IPHC is generally used after surgical removal of as much cancer as possible (debulking), which may include the removal of all involved peritoneal areas. These procedures can be 8–10 hours long and carry a significant rate of complications. IPHC is used as a viable solution for certain advanced stage tumors in the abdomen that have spread many small tumors throughout the abdomen, when surgery is not likely to be possible or effective. It can also be applied, during surgery, directly on the area, for those whose abdominal cancer is advanced but is still considered surgically resectable, as an alternative to surgery and traditional chemotherapy alone.
Various chemotherapies are used and there is no clear consensus on which drugs should be used. Mitomycin C is the most commonly used agent because it was one of the first used drugs for this therapy and less expensive than some of the alternatives. With the advent of platinum based chemotherapeutics, oxaliplatin has started gaining more popularity. Although both have proven similar efficacy so far, some argue that oxaliplatin tends to have better results.
- Mitomycin C
- 30 mg in 3L for 60min + 10 mg for 40min
The procedure is divided into three stages:
- Exploration: Here the surgeon will open the abdomen evaluate the peritoneal cancer.
- Debulking: In the debulking, or cytoreduction, phase of the procedure the surgeon will remove the visible tumor implants. However, even when all of the visible tumor is removed it is possible for microscopic cancer cells to still remain. The final stage of the procedure is meant to eliminate those cells.
- Chemoperfusion: Here the abdominal cavity is rinsed with a heated chemotherapy solution. Unlike systemic chemotherapy that is delivered in the blood stream, throughout the whole body, the chemotherapy in the HIPEC procedure is largely isolated in the peritoneal cavity. Therefore, a much higher concentration of chemotherapy can be utilized, while the toxicity and side-effects associated with systemic chemotherapy are minimized.

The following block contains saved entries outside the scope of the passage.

use chrono::{DateTime, NaiveDate, Utc};
use sqlx::PgPool;
use uuid::Uuid;

use super::{StoreError, StoreResult};
use crate::models::{NewShort, Short, ShortStatus, StatusUpdate};

const SHORT_COLUMNS: &str = "id, title, body_md, tags, status, pii_risk_score, \
     source_report_ids, daily_slot, created_at, published_at, updated_at";

#[derive(Debug, sqlx::FromRow)]
struct ShortRow {
    id: Uuid,
    title: String,
    body_md: String,
    tags: Vec<String>,
    status: String,
    pii_risk_score: i32,
    source_report_ids: Vec<Uuid>,
    daily_slot: Option<NaiveDate>,
    created_at: DateTime<Utc>,
    published_at: Option<DateTime<Utc>>,
    updated_at: DateTime<Utc>,
}

impl TryFrom<ShortRow> for Short {
    type Error = StoreError;

    fn try_from(row: ShortRow) -> Result<Self, Self::Error> {
        let status = row
            .status
            .parse::<ShortStatus>()
            .map_err(|e| StoreError::Corrupt(format!("short {}: {e}", row.id)))?;

        Ok(Short {
            id: row.id,
            title: row.title,
            body_md: row.body_md,
            tags: row.tags,
            status,
            pii_risk_score: row.pii_risk_score,
            source_report_ids: row.source_report_ids,
            daily_slot: row.daily_slot,
            created_at: row.created_at,
            published_at: row.published_at,
            updated_at: row.updated_at,
        })
    }
}

#[tracing::instrument(name = "db.shorts.insert", skip_all, fields(short.status = %short.status))]
pub async fn insert_short(pool: &PgPool, short: &NewShort) -> StoreResult<Short> {
    let result = sqlx::query_as::<_, ShortRow>(&format!(
        "INSERT INTO shorts \
         (id, title, body_md, tags, status, pii_risk_score, source_report_ids, \
          daily_slot, published_at) \
         VALUES ($1, $2, $3, $4, $5, $6, $7, $8, $9) \
         RETURNING {SHORT_COLUMNS}"
    ))
    .bind(Uuid::new_v4())
    .bind(&short.title)
    .bind(&short.body_md)
    .bind(&short.tags)
    .bind(short.status.as_str())
    .bind(short.pii_risk_score)
    .bind(&short.source_report_ids)
    .bind(short.daily_slot)
    .bind(short.published_at)
    .fetch_one(pool)
    .await;

    match result {
        Ok(row) => row.try_into(),
        Err(e) => Err(map_insert_error(e, short.daily_slot)),
    }
}

fn map_insert_error(err: sqlx::Error, daily_slot: Option<NaiveDate>) -> StoreError {
    if let sqlx::Error::Database(db_err) = &err
        && db_err.is_unique_violation()
        && let Some(slot) = daily_slot
    {
        tracing::warn!(
            daily_slot = %slot,
            constraint = ?db_err.constraint(),
            "Daily slot already taken"
        );
        return StoreError::DuplicateDailySlot(slot);
    }
    StoreError::Database(err)
}

#[tracing::instrument(name = "db.shorts.created_between", skip(pool))]
pub async fn find_created_between(
    pool: &PgPool,
    start: DateTime<Utc>,
    end: DateTime<Utc>,
) -> StoreResult<Option<Short>> {
    let row = sqlx::query_as::<_, ShortRow>(&format!(
        "SELECT {SHORT_COLUMNS} FROM shorts \
         WHERE created_at >= $1 AND created_at < $2 \
         ORDER BY created_at ASC \
         LIMIT 1"
    ))
    .bind(start)
    .bind(end)
    .fetch_optional(pool)
    .await?;

    row.map(Short::try_from).transpose()
}

#[tracing::instrument(name = "db.shorts.get", skip(pool))]
pub async fn get_short(pool: &PgPool, id: Uuid) -> StoreResult<Option<Short>> {
    let row = sqlx::query_as::<_, ShortRow>(&format!(
        "SELECT {SHORT_COLUMNS} FROM shorts WHERE id = $1"
    ))
    .bind(id)
    .fetch_optional(pool)
    .await?;

    row.map(Short::try_from).transpose()
}

#[tracing::instrument(name = "db.shorts.list", skip(pool))]
pub async fn list_shorts(
    pool: &PgPool,
    status: Option<ShortStatus>,
    limit: i64,
    offset: i64,
) -> StoreResult<Vec<Short>> {
    let rows = sqlx::query_as::<_, ShortRow>(&format!(
        "SELECT {SHORT_COLUMNS} FROM shorts \
         WHERE ($1::text IS NULL OR status = $1) \
         ORDER BY created_at DESC \
         LIMIT $2 OFFSET $3"
    ))
    .bind(status.map(|s| s.as_str()))
    .bind(limit)
    .bind(offset)
    .fetch_all(pool)
    .await?;

    rows.into_iter().map(Short::try_from).collect()
}

#[tracing::instrument(name = "db.shorts.update_status", skip(pool))]
pub async fn update_status(
    pool: &PgPool,
    id: Uuid,
    update: &StatusUpdate,
) -> StoreResult<Option<Short>> {
    let row = sqlx::query_as::<_, ShortRow>(&format!(
        "UPDATE shorts \
         SET status = $2, \
             published_at = COALESCE($3, published_at), \
             updated_at = NOW() \
         WHERE id = $1 \
         RETURNING {SHORT_COLUMNS}"
    ))
    .bind(id)
    .bind(update.status.as_str())
    .bind(update.published_at)
    .fetch_optional(pool)
    .await?;

    row.map(Short::try_from).transpose()
}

CRS (cytoreduction) +HIPEC is associated with morbidity and some mortality. In patients with extensive disease in the peritoneum, organs need to be fully or partially resected as well. Skeptics of this procedure argue there is no multi-centered randomized Phase 3 trial comparing CRS+HIPEC with complete cytoreduction followed by systemic therapy. Hence this therapy has not met the scientific bar to be considered standard of care. However, proponents of CRS+HIPEC argue that until now, there has been no systemic therapy that has provided prolonged survival for peritoneal metastases. Peritoneal metastases, based on the primary tumor and extent of the disease, has a median overall survival of around 12 months on systemic therapy alone. Yet CRS+HIPEC has seen 5 year survival in the range of 20-40%.